# [WHAT TO PRODUCE]
Only lines containing the word "horizon" are needed; pull them out of the material.

# [DATA]
● ● ● ● ●
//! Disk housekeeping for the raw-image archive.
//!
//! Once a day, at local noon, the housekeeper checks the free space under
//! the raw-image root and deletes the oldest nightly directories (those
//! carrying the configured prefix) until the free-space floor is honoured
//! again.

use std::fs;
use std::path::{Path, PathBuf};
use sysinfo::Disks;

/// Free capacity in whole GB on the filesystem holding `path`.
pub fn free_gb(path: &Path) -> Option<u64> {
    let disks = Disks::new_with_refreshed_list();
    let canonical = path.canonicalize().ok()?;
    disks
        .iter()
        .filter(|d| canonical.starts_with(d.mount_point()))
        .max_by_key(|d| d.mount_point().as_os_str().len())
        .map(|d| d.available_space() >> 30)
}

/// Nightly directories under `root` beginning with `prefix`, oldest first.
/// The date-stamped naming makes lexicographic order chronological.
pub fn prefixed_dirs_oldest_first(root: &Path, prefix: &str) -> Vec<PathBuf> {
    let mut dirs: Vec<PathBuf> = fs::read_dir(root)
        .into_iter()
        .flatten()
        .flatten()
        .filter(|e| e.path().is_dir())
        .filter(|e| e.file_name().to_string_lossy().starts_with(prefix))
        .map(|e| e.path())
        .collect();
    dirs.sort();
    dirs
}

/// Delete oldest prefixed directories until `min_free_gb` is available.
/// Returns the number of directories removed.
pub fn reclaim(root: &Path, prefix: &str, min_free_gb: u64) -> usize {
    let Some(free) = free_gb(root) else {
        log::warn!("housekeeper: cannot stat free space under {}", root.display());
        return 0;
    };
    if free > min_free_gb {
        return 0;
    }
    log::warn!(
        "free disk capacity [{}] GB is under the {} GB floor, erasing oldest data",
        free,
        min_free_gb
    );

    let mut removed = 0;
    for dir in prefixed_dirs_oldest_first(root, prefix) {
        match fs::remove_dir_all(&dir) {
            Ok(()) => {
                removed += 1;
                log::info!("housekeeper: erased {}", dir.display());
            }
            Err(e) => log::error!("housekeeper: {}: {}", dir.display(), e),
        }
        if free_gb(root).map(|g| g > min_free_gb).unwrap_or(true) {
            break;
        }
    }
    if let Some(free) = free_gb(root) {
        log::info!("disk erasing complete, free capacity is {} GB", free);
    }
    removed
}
● ● ● ● ●
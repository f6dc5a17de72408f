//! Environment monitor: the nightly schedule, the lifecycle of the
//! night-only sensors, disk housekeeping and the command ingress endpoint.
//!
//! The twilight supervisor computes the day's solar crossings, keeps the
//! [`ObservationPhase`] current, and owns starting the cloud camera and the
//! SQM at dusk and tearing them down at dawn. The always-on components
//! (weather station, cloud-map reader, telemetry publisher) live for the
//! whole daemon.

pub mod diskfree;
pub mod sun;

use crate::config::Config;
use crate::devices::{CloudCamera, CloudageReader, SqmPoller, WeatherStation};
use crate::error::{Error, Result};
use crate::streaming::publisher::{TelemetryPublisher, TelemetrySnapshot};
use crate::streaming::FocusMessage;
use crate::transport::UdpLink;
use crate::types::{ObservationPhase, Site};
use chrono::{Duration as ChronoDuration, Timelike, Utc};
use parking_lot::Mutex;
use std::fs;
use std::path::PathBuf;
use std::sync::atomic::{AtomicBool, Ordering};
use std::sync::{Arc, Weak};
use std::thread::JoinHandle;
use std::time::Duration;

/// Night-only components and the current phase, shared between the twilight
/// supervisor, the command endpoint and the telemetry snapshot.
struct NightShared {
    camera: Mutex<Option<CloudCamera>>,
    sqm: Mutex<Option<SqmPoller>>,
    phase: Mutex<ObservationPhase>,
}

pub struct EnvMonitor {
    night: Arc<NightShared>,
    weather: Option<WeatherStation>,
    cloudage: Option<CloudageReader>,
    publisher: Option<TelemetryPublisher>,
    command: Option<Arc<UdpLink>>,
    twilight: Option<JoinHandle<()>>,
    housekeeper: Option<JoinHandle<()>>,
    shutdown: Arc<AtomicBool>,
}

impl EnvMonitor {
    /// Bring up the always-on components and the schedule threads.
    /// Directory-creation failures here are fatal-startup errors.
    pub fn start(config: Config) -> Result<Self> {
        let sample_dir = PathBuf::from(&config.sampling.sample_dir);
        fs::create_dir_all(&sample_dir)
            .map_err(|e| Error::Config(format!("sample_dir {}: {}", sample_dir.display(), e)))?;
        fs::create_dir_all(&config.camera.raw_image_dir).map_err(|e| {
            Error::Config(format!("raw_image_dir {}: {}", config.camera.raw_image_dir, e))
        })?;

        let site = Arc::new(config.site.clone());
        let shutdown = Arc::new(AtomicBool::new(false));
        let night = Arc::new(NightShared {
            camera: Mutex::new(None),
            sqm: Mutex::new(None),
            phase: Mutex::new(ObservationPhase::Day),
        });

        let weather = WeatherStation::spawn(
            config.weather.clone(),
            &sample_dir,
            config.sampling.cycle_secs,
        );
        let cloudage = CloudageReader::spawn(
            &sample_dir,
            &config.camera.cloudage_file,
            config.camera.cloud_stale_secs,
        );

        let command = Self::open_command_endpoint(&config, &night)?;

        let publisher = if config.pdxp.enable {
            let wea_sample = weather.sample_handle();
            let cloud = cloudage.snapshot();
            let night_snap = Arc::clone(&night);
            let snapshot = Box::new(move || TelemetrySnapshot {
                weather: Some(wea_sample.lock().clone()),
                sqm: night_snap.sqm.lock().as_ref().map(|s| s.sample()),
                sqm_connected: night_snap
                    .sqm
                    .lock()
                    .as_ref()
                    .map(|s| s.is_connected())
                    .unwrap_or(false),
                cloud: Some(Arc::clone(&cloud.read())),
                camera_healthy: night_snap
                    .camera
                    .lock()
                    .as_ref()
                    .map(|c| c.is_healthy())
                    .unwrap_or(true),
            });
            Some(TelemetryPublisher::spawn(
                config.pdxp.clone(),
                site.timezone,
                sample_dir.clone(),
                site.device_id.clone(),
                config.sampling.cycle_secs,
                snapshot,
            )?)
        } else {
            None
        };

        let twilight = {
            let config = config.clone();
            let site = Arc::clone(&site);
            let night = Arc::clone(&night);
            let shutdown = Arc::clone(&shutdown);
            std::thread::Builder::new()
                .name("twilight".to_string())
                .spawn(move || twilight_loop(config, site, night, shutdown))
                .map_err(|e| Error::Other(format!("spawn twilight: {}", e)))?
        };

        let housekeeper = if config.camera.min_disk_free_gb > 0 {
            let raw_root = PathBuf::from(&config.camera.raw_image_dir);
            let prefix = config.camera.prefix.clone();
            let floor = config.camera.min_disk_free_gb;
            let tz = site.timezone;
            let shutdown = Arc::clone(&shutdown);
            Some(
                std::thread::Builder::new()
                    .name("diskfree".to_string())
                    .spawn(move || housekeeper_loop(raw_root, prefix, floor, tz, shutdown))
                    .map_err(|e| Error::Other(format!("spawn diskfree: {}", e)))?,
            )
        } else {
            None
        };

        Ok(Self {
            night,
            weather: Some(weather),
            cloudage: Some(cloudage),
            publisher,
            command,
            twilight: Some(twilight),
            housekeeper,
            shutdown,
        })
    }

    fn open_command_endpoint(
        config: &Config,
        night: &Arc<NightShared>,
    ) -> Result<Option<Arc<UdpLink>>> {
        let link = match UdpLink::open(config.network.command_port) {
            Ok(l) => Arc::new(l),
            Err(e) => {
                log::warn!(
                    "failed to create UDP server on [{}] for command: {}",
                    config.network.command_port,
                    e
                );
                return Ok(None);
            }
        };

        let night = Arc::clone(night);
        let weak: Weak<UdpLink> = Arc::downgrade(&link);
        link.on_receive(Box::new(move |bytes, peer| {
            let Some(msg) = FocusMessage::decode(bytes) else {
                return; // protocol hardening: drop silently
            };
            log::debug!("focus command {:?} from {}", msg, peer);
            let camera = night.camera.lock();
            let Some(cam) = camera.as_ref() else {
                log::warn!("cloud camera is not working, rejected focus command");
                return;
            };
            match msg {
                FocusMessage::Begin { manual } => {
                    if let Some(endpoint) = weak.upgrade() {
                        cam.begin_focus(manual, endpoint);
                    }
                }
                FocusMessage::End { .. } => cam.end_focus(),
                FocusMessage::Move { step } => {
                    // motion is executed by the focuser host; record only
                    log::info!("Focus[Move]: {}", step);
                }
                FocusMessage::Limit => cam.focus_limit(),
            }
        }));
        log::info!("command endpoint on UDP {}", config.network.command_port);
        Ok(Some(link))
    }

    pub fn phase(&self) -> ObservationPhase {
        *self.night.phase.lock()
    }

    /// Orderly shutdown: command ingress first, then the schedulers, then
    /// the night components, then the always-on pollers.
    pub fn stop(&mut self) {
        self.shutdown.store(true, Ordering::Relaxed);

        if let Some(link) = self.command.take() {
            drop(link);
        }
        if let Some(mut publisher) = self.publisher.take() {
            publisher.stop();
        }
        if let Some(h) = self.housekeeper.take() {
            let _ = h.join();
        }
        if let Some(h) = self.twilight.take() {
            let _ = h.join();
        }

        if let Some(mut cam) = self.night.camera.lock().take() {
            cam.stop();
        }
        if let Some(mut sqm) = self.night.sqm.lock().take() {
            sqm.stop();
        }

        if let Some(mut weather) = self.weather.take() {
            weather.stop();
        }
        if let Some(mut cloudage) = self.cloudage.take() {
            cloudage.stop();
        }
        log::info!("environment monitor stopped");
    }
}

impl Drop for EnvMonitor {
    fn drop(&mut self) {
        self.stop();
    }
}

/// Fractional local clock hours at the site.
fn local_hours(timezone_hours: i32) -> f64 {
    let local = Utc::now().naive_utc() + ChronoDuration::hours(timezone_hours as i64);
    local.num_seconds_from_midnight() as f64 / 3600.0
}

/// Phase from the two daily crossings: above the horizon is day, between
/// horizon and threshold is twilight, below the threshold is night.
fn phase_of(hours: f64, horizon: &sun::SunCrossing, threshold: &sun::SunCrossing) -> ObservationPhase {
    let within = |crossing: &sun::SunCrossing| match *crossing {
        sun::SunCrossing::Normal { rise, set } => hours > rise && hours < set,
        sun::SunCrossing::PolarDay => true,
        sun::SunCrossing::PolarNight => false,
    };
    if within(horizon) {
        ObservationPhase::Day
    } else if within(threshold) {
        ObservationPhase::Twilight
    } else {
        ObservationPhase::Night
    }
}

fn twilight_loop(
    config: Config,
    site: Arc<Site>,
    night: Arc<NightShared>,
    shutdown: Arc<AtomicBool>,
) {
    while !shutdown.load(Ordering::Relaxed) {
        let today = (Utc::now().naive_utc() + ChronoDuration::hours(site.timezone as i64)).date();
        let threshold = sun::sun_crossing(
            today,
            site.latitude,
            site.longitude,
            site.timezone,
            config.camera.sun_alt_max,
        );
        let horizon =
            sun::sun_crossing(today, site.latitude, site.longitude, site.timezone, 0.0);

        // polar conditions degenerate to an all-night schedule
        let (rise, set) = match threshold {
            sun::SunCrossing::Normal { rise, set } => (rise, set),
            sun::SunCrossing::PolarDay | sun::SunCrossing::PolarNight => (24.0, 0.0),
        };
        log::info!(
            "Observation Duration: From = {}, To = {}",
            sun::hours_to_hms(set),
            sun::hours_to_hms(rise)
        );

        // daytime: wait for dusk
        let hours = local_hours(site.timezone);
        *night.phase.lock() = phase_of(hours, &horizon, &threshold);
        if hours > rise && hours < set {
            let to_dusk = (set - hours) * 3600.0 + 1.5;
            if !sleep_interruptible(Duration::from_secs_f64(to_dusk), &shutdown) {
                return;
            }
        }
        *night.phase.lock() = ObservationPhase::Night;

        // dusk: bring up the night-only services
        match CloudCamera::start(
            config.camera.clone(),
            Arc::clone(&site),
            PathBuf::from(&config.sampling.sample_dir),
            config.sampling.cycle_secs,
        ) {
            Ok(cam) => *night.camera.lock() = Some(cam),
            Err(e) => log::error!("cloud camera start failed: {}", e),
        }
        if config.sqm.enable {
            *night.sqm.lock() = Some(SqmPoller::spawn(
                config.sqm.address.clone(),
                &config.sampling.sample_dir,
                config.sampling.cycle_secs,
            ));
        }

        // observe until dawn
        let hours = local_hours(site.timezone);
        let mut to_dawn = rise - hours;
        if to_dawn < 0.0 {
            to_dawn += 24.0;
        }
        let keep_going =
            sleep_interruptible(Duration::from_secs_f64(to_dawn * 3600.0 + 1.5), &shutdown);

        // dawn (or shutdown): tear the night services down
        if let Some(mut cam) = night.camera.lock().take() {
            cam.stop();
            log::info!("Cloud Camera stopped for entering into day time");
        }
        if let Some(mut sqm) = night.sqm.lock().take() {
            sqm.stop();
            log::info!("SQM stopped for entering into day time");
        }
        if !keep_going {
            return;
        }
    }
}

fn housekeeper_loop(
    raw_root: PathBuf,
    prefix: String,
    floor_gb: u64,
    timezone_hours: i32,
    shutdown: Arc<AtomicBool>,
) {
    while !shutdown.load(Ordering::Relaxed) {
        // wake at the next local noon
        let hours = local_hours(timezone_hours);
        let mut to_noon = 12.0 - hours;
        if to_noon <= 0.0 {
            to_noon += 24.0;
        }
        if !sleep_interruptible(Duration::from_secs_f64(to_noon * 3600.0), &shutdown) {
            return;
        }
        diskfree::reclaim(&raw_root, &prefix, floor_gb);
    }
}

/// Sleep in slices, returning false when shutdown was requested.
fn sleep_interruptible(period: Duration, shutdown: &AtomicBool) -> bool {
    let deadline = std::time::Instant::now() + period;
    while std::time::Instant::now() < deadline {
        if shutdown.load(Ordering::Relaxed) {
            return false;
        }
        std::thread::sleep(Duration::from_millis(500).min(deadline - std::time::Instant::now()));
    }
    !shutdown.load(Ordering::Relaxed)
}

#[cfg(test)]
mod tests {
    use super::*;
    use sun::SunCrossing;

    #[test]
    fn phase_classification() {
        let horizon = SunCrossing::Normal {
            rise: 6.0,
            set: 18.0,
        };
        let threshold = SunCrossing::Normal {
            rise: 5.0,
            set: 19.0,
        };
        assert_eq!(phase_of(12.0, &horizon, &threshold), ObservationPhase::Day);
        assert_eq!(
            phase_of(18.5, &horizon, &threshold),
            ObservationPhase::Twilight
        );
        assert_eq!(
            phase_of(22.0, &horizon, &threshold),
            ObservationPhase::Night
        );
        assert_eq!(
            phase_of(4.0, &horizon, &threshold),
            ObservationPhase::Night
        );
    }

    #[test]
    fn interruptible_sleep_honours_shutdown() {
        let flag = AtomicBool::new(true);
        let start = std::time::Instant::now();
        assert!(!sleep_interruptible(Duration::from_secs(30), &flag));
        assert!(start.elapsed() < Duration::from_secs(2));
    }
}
● ● ● ● ●
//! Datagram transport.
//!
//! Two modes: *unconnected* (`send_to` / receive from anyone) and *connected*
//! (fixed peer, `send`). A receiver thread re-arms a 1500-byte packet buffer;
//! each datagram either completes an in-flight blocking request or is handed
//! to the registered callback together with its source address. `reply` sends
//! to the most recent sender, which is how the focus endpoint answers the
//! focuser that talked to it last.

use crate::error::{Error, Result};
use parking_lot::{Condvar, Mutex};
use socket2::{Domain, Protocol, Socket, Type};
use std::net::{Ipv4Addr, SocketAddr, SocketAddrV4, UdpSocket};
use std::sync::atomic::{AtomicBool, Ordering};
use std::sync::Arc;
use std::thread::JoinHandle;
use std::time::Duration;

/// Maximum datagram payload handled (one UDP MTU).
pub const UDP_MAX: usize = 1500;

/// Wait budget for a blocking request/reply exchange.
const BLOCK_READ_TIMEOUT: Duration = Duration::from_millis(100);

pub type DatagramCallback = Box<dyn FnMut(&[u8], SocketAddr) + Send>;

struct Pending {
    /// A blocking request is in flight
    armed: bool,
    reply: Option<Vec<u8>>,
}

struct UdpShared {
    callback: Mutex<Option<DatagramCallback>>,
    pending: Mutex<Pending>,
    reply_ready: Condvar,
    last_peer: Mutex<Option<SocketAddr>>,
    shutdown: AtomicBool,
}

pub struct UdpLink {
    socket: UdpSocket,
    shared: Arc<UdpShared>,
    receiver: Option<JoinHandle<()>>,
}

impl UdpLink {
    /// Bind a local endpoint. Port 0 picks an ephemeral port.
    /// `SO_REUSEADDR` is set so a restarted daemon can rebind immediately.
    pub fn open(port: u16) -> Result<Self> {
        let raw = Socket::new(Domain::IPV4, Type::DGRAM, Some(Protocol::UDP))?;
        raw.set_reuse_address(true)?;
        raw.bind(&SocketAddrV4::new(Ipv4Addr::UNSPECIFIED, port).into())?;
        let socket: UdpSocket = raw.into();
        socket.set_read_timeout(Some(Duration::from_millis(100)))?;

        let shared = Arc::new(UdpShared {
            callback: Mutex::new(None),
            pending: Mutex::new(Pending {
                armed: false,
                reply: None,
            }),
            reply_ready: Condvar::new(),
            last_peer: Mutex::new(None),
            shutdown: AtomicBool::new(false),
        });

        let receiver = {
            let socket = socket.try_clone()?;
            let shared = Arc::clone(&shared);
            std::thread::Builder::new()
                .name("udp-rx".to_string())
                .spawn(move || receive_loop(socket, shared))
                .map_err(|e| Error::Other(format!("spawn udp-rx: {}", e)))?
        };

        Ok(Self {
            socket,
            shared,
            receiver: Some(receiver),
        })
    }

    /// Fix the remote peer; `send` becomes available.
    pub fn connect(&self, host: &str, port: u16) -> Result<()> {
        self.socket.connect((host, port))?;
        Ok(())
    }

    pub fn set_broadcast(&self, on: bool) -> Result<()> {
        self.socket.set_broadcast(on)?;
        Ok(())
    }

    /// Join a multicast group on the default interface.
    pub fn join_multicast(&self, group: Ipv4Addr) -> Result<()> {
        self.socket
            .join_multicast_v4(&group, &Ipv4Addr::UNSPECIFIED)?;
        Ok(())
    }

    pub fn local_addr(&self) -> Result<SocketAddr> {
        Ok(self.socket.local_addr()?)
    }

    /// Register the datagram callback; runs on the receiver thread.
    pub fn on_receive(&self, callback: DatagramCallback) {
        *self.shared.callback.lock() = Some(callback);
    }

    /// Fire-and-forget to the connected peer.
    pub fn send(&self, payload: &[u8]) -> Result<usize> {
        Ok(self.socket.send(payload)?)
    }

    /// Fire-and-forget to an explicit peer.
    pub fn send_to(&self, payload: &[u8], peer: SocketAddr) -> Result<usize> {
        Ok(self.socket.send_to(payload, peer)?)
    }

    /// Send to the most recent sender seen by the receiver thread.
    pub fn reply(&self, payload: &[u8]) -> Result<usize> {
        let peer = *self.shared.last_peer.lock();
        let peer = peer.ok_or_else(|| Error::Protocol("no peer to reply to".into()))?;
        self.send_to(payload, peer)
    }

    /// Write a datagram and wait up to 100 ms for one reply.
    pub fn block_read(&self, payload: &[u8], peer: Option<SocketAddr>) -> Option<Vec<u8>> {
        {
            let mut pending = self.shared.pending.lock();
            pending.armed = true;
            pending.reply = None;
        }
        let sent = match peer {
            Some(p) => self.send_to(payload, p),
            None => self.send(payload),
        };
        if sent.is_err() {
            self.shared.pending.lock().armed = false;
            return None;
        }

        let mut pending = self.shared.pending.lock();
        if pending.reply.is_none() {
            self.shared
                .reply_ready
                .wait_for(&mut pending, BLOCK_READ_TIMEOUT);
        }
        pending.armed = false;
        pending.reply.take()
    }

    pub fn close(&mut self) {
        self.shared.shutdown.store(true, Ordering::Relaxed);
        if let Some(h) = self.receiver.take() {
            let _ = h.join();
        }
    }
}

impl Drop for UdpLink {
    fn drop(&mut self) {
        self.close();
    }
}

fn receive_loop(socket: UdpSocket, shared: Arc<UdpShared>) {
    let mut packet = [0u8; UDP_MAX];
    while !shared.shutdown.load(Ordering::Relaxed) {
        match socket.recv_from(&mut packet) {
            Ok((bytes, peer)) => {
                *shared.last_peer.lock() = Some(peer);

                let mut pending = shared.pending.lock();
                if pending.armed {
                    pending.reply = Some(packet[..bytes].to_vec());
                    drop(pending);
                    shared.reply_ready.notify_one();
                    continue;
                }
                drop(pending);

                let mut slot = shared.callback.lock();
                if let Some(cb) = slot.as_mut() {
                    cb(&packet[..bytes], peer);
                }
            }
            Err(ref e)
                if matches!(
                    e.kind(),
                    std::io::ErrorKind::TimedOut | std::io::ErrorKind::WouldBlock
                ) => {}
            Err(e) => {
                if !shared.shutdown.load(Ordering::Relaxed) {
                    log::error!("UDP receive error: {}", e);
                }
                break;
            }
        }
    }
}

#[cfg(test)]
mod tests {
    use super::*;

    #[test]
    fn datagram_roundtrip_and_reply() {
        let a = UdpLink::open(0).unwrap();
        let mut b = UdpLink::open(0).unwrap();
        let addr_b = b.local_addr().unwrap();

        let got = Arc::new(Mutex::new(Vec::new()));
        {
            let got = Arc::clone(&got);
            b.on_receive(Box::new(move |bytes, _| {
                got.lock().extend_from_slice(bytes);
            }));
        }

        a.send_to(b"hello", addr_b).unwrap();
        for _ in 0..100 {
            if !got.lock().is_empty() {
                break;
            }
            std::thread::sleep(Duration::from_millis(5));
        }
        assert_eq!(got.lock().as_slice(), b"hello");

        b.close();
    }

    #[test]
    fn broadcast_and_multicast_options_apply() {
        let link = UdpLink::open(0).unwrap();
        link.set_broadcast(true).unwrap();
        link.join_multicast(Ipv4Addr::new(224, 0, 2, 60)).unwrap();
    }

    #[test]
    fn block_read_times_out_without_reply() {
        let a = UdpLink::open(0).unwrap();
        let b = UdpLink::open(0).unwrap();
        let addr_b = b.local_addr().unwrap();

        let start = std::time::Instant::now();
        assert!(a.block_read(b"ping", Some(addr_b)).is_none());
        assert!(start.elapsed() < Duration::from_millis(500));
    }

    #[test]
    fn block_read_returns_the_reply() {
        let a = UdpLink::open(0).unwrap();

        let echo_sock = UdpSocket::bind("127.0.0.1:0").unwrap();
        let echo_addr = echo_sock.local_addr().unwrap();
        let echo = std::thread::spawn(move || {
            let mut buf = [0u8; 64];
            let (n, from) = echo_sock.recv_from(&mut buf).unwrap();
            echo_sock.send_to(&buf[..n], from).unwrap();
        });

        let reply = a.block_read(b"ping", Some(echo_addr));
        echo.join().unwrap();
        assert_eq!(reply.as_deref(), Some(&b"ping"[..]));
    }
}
● ● ● ● ●
# [EXERCISE SOLUTION]
/// Phase from the two daily crossings: above the horizon is day, between
/// horizon and threshold is twilight, below the threshold is night.
fn phase_of(hours: f64, horizon: &sun::SunCrossing, threshold: &sun::SunCrossing) -> ObservationPhase {
    if within(horizon) {
        let horizon =
        *night.phase.lock() = phase_of(hours, &horizon, &threshold);
        let horizon = SunCrossing::Normal {
        assert_eq!(phase_of(12.0, &horizon, &threshold), ObservationPhase::Day);
            phase_of(18.5, &horizon, &threshold),
            phase_of(22.0, &horizon, &threshold),
            phase_of(4.0, &horizon, &threshold),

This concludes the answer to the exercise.